Sarebbe stato il 100-100, sarebbe stato un altro supplementare, sarebbe stato qualcosa di ancor più pazzesco, sarebbe stato qualcosa che non c’è stato né mai ci sarà. Perché su quella parabola metà dei cuori reatini si è fermata e l’altra metà non s’è fermata solo perché tanti non s’erano nemmeno accorti di quel tiro. Troppo, davvero, per un fisico normale reggere una partita come quella di ieri.

L’ALTALENA DI EMOZIONI
Che è finita com’era cominciata: tra corse e rincorse, sorpassi e controsorpassi. Con Rieti che entra in campo e vola come non si vedeva da tempo, con un parzialone da 15-28 nei primi 10’, un Olasewere nuovo di zecca che martella il canestro avversario e la squadra che gira a mille e schizza in Paradiso. Poi il meccanismo s’inceppa, Corbani cambia, entra Maresca, Taylor sembra un aliena e Rieti non segna per 5 minuti 5, con Roma che infila un controparziale di 31-12, con buona pace della festa, dell’aria da derby, del sogno vittoria.
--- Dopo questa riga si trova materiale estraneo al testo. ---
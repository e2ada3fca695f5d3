//! Repo financing, forward price, carry, and roll-down.
//!
//! Money-market interest accrues on an actual/360 basis
//! ([`MONEY_MARKET_BASIS`]); the repo-adjusted yield converts the
//! financing advantage to a bond-basis yield pickup via [`BOND_BASIS`].
//!
//! Invalid financing inputs (non-positive principal or horizon, negative
//! repo rate) are rejected with an explicit error rather than mapped to a
//! zero result a caller could mistake for a real repayment. Horizon-free
//! pass-throughs that are economically meaningful keep their value
//! semantics: a forward with no horizon is the spot, an empty yield
//! history rolls down by zero, and a riskless position takes no repo
//! adjustment.

use rust_decimal::Decimal;
use serde::{Deserialize, Serialize};

use crate::error::{AnalyticsError, AnalyticsResult};

/// Day-count basis for money-market interest (actual/360).
pub const MONEY_MARKET_BASIS: u32 = 360;

/// Day-count basis for bond-yield conversions (actual/365).
pub const BOND_BASIS: u32 = 365;

/// The terms of a repo financing trade.
///
/// All fields are non-negative; `days > 0` is required for nontrivial
/// results.
#[derive(Debug, Clone, Copy, PartialEq, Serialize, Deserialize)]
pub struct FinancingTerms {
    /// Cash principal lent against the collateral.
    pub principal: Decimal,
    /// Annualized repo rate (unitless decimal).
    pub repo_rate: Decimal,
    /// Financing horizon in days.
    pub days: i64,
    /// Coupon payment falling inside the horizon, if any.
    pub coupon: Decimal,
    /// Days until that coupon pays; 0 when there is none.
    pub days_to_coupon: i64,
}

impl FinancingTerms {
    /// Creates validated financing terms.
    ///
    /// # Errors
    ///
    /// Fails with [`AnalyticsError::InvalidInput`] when the principal or
    /// horizon is not positive, or any rate/amount is negative.
    pub fn new(
        principal: Decimal,
        repo_rate: Decimal,
        days: i64,
        coupon: Decimal,
        days_to_coupon: i64,
    ) -> AnalyticsResult<Self> {
        if principal <= Decimal::ZERO {
            return Err(AnalyticsError::invalid_input(format!(
                "principal must be positive, got {principal}"
            )));
        }
        if repo_rate < Decimal::ZERO {
            return Err(AnalyticsError::invalid_input(format!(
                "repo rate must be non-negative, got {repo_rate}"
            )));
        }
        if days <= 0 {
            return Err(AnalyticsError::invalid_input(format!(
                "financing horizon must be positive, got {days} days"
            )));
        }
        if coupon < Decimal::ZERO || days_to_coupon < 0 {
            return Err(AnalyticsError::invalid_input(
                "coupon amount and days to coupon must be non-negative",
            ));
        }

        Ok(Self {
            principal,
            repo_rate,
            days,
            coupon,
            days_to_coupon,
        })
    }
}

/// The combined economics of financing a position to a forward date.
#[derive(Debug, Clone, Copy, PartialEq, Serialize, Deserialize)]
pub struct RepoEconomics {
    /// Repo repayment (principal plus financing interest).
    pub repayment: Decimal,
    /// Forward dirty price of the collateral.
    pub forward_price: Decimal,
    /// Carry: forward price minus spot dirty price.
    pub carry: Decimal,
}

/// Repayment of a repo transaction: principal plus actual/360 interest.
///
/// # Formula
///
/// ```text
/// repayment = principal * (1 + repo_rate * days / 360)
/// ```
///
/// # Errors
///
/// Fails with [`AnalyticsError::InvalidInput`] for a non-positive
/// principal or horizon, or a negative repo rate.
pub fn repo_repayment(
    principal: Decimal,
    repo_rate: Decimal,
    days: i64,
) -> AnalyticsResult<Decimal> {
    if principal <= Decimal::ZERO {
        return Err(AnalyticsError::invalid_input(format!(
            "principal must be positive, got {principal}"
        )));
    }
    if repo_rate < Decimal::ZERO {
        return Err(AnalyticsError::invalid_input(format!(
            "repo rate must be non-negative, got {repo_rate}"
        )));
    }
    if days <= 0 {
        return Err(AnalyticsError::invalid_input(format!(
            "financing horizon must be positive, got {days} days"
        )));
    }

    let basis = Decimal::from(MONEY_MARKET_BASIS);
    let interest = principal * repo_rate * Decimal::from(days) / basis;
    Ok(principal + interest)
}

/// Forward dirty price under financing and coupon adjustment.
///
/// The spot dirty price is grown at the repo rate; a coupon paying
/// strictly inside the horizon is subtracted at its forward value
/// (reinvested at the repo rate for the remaining days).
///
/// A non-positive horizon returns the spot price unchanged: the forward
/// of an immediate delivery is the spot.
///
/// # Formula
///
/// ```text
/// forward = dirty * (1 + r * days / 360)
///         - coupon * (1 + r * (days - days_to_coupon) / 360)   [if 0 < days_to_coupon < days]
/// ```
#[must_use]
pub fn forward_price(
    dirty_price: Decimal,
    repo_rate: Decimal,
    days_to_forward: i64,
    coupon: Decimal,
    days_to_coupon: i64,
) -> Decimal {
    if days_to_forward <= 0 {
        return dirty_price;
    }

    let basis = Decimal::from(MONEY_MARKET_BASIS);
    let financed = dirty_price
        * (Decimal::ONE + repo_rate * Decimal::from(days_to_forward) / basis);

    let coupon_fv = if days_to_coupon > 0 && days_to_coupon < days_to_forward {
        let reinvest_days = Decimal::from(days_to_forward - days_to_coupon);
        coupon * (Decimal::ONE + repo_rate * reinvest_days / basis)
    } else {
        Decimal::ZERO
    };

    financed - coupon_fv
}

/// Carry: the P&L from holding the position to the forward date.
#[must_use]
pub fn carry(spot_price: Decimal, forward_price: Decimal) -> Decimal {
    forward_price - spot_price
}

/// Roll-down: yield change from the bond aging along a static curve.
///
/// Compares the current yield against the most recent historical yield;
/// an empty history rolls down by zero.
#[must_use]
pub fn roll_down(current_yield: f64, historical_yields: &[f64]) -> f64 {
    match historical_yields.last() {
        Some(last) => current_yield - last,
        None => 0.0,
    }
}

/// Repo-adjusted yield: the special-collateral yield plus the financing
/// advantage converted to yield terms through PV01.
///
/// A non-positive PV01 or holding period means there is nothing to
/// adjust; the input yield is returned unchanged.
///
/// # Formula
///
/// ```text
/// adjusted = special_yield + (gc_rate - special_rate) * 365 * holding_days
///                            / (360 * pv01 * 100)
/// ```
#[must_use]
pub fn repo_adjusted_yield(
    special_yield: f64,
    gc_rate: f64,
    special_rate: f64,
    holding_days: i64,
    pv01: f64,
) -> f64 {
    if pv01 <= 0.0 || holding_days <= 0 {
        return special_yield;
    }

    let adjustment = (gc_rate - special_rate) * f64::from(BOND_BASIS) * holding_days as f64
        / (f64::from(MONEY_MARKET_BASIS) * pv01 * 100.0);
    special_yield + adjustment
}

/// Prices the whole financing trade in one call: repayment, forward price
/// of the collateral, and carry against the spot dirty price.
///
/// # Errors
///
/// Fails with [`AnalyticsError::InvalidInput`] when the dirty price is
/// not positive (terms are validated at construction).
pub fn repo_economics(
    terms: &FinancingTerms,
    dirty_price: Decimal,
) -> AnalyticsResult<RepoEconomics> {
    if dirty_price <= Decimal::ZERO {
        return Err(AnalyticsError::invalid_input(format!(
            "dirty price must be positive, got {dirty_price}"
        )));
    }

    let repayment = repo_repayment(terms.principal, terms.repo_rate, terms.days)?;
    let forward = forward_price(
        dirty_price,
        terms.repo_rate,
        terms.days,
        terms.coupon,
        terms.days_to_coupon,
    );

    Ok(RepoEconomics {
        repayment,
        forward_price: forward,
        carry: carry(dirty_price, forward),
    })
}
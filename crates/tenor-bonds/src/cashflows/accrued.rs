//! Accrued interest.

use chrono::NaiveDate;
use rust_decimal::Decimal;

use tenor_core::daycounts::accrual_fraction;

use crate::error::{BondError, BondResult};

/// Calculates accrued interest at settlement.
///
/// Uses actual/actual day counts within the current coupon period:
///
/// ```text
/// accrued = coupon_payment * days_accrued / days_in_period
/// ```
///
/// where `coupon_payment = face_value * coupon_rate / frequency`.
///
/// # Errors
///
/// Fails with [`BondError::InvalidSpec`] when `frequency` is zero, and
/// with an invalid-date-range error when `settlement < last_coupon`,
/// `next_coupon <= last_coupon`, or the coupon period has zero days.
///
/// # Example
///
/// ```rust
/// use chrono::NaiveDate;
/// use rust_decimal_macros::dec;
/// use tenor_bonds::cashflows::accrued_interest;
///
/// let accrued = accrued_interest(
///     dec!(1000),
///     dec!(0.06),
///     2,
///     NaiveDate::from_ymd_opt(2025, 4, 15).unwrap(),
///     NaiveDate::from_ymd_opt(2025, 1, 15).unwrap(),
///     NaiveDate::from_ymd_opt(2025, 7, 15).unwrap(),
/// )
/// .unwrap();
/// // 90 of 181 days accrued on a 30.00 coupon
/// assert_eq!(accrued.round_dp(4), dec!(14.9171));
/// ```
pub fn accrued_interest(
    face_value: Decimal,
    coupon_rate: Decimal,
    frequency: u32,
    settlement: NaiveDate,
    last_coupon: NaiveDate,
    next_coupon: NaiveDate,
) -> BondResult<Decimal> {
    if frequency == 0 {
        return Err(BondError::invalid_spec("frequency must be at least 1"));
    }

    let fraction = accrual_fraction(settlement, last_coupon, next_coupon)?;
    let coupon_payment = face_value * coupon_rate / Decimal::from(frequency);
    Ok(coupon_payment * fraction)
}

#[cfg(test)]
mod tests {
    use super::*;
    use rust_decimal_macros::dec;
    use tenor_core::CoreError;

    use crate::error::BondError;

    fn date(y: i32, m: u32, d: u32) -> NaiveDate {
        NaiveDate::from_ymd_opt(y, m, d).unwrap()
    }

    #[test]
    fn test_accrued_half_period() {
        // Exactly half of a 180-day period on a 25.00 semi-annual coupon
        let accrued = accrued_interest(
            dec!(1000),
            dec!(0.05),
            2,
            date(2025, 4, 15),
            date(2025, 1, 15),
            date(2025, 7, 14),
        )
        .unwrap();
        assert_eq!(accrued, dec!(12.50));
    }

    #[test]
    fn test_accrued_zero_on_coupon_date() {
        let accrued = accrued_interest(
            dec!(1000),
            dec!(0.05),
            2,
            date(2025, 1, 15),
            date(2025, 1, 15),
            date(2025, 7, 15),
        )
        .unwrap();
        assert_eq!(accrued, Decimal::ZERO);
    }

    #[test]
    fn test_zero_frequency_rejected() {
        let result = accrued_interest(
            dec!(1000),
            dec!(0.05),
            0,
            date(2025, 4, 15),
            date(2025, 1, 15),
            date(2025, 7, 15),
        );
        assert!(matches!(result, Err(BondError::InvalidSpec { .. })));
    }

    #[test]
    fn test_bad_date_ordering_propagates() {
        let result = accrued_interest(
            dec!(1000),
            dec!(0.05),
            2,
            date(2024, 12, 1),
            date(2025, 1, 15),
            date(2025, 7, 15),
        );
        assert!(matches!(
            result,
            Err(BondError::CoreError(CoreError::InvalidDateRange { .. }))
        ));
    }
}
//! # Tenor Core
//!
//! Core types and conventions for the Tenor fixed income valuation library.
//!
//! This crate provides the foundational building blocks used throughout Tenor:
//!
//! - **Compounding Conventions**: Discrete, continuous, and simple-interest
//!   discount/growth factors
//! - **Day Count Helpers**: Actual/actual day counting over calendar dates
//! - **Errors**: The shared input-validation error type
//!
//! ## Design Philosophy
//!
//! - **Stateless**: Every function is a pure transform of its inputs
//! - **Fail Fast**: Structural input errors are signaled immediately,
//!   never smuggled out as sentinel zeros or NaN
//! - **Explicit Over Implicit**: Rates are unitless decimals (5% = 0.05);
//!   percentage conversion belongs to the caller
//!
//! ## Example
//!
//! ```rust
//! use tenor_core::types::Compounding;
//!
//! // Semi-annual discounting of a 5% rate over 2 years
//! let df = Compounding::Discrete(2).discount_factor(0.05, 2.0);
//! assert!((df - 0.905951).abs() < 1e-6);
//! ```

#![warn(missing_docs)]
#![warn(clippy::all)]
#![warn(clippy::pedantic)]
#![allow(clippy::module_name_repetitions)]
#![allow(clippy::missing_errors_doc)]
#![allow(clippy::missing_panics_doc)]
#![allow(clippy::must_use_candidate)]
#![allow(clippy::doc_markdown)]
#![allow(clippy::cast_precision_loss)]
#![allow(clippy::cast_possible_wrap)]
#![allow(clippy::cast_sign_loss)]
#![allow(clippy::uninlined_format_args)]
#![allow(clippy::unreadable_literal)]

pub mod daycounts;
pub mod error;
pub mod types;

/// Prelude module for convenient imports.
pub mod prelude {
    pub use crate::daycounts::{accrual_fraction, days_between};
    pub use crate::error::{CoreError, CoreResult};
    pub use crate::types::Compounding;
}

// Re-export commonly used items at crate root
pub use error::{CoreError, CoreResult};
pub use types::Compounding;
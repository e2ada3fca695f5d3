//! Domain types shared across the Tenor crates.

mod compounding;

pub use compounding::Compounding;
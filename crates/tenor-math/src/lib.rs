//! # Tenor Math
//!
//! Root-finding utilities for the Tenor fixed income valuation library.
//!
//! This crate provides the one iterative numerical procedure the library
//! needs: Newton-Raphson iteration with either an analytic derivative or a
//! central finite-difference estimate, plus the shared numerical constants
//! (tolerance, iteration cap, differentiation step) that keep every caller
//! consistent.
//!
//! ## Design Philosophy
//!
//! - **Bounded**: the iteration cap is an intrinsic per-call latency bound
//! - **Numerical Stability**: flat-derivative regions are reported as
//!   errors, never retried indefinitely

#![warn(missing_docs)]
#![warn(clippy::all)]
#![warn(clippy::pedantic)]
#![allow(clippy::module_name_repetitions)]
#![allow(clippy::missing_errors_doc)]
#![allow(clippy::missing_panics_doc)]
#![allow(clippy::must_use_candidate)]
#![allow(clippy::doc_markdown)]
#![allow(clippy::many_single_char_names)]
#![allow(clippy::similar_names)]
#![allow(clippy::uninlined_format_args)]

pub mod error;
pub mod solvers;

/// Prelude module for convenient imports.
pub mod prelude {
    pub use crate::error::{MathError, MathResult};
    pub use crate::solvers::{
        newton_raphson, newton_raphson_numerical, SolverConfig, SolverResult,
    };
}

pub use error::{MathError, MathResult};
Intervallo sotto di 6, si riprende a giocare con Rieti che segna ma poi sbaglia e sbaglia e sbaglia e va sotto di 10: entra Maresca e punisce, Landi infila triple come se non ci fosse un domani e sembra fatta. Ma Rieti resuscita, infila triple, giocate mostruose e ricuce fino al pareggio, fino al punto a punto finale, fino alla tripla di Olasewere che porta al pareggio ad un’azione dalla fine sull’85-85. Roma se la gioca, cerca Taylor che spara la tripla ma la palla si incastra tra ferro e tabellone. Restano 3” da giocare, resta un respiro. Rossi ci prova a portarla subito via, chiama time out e in quel momento, guardandolo, capisci che c’è qualcosa di folle anche in lui. Perché sta lì, sereno, calmo e concentrato. Parla ai suoi, gli dà fiducia e li rimanda in campo.

Quelli rientrano e vanno ad un nulla dal tiro della vittoria e la reazione di Rosi è uno schiocco di dita, quasi un “poffarbacco” fanciullesco, quando intorno è un diluvio di imprecazione e disperazione.
Nasce da lì, probabilmente, la vittoria di Rieti, da quella sana e folle tranquillità. Perché il resto è supplementare, è caduta e risalita è una partita che l’elogio della follia, il trionfo della pazzia e l’esaltazione dell’incredibile. E’ quel derby vinto a Roma e un pezzo più di storia della Npc Rieti.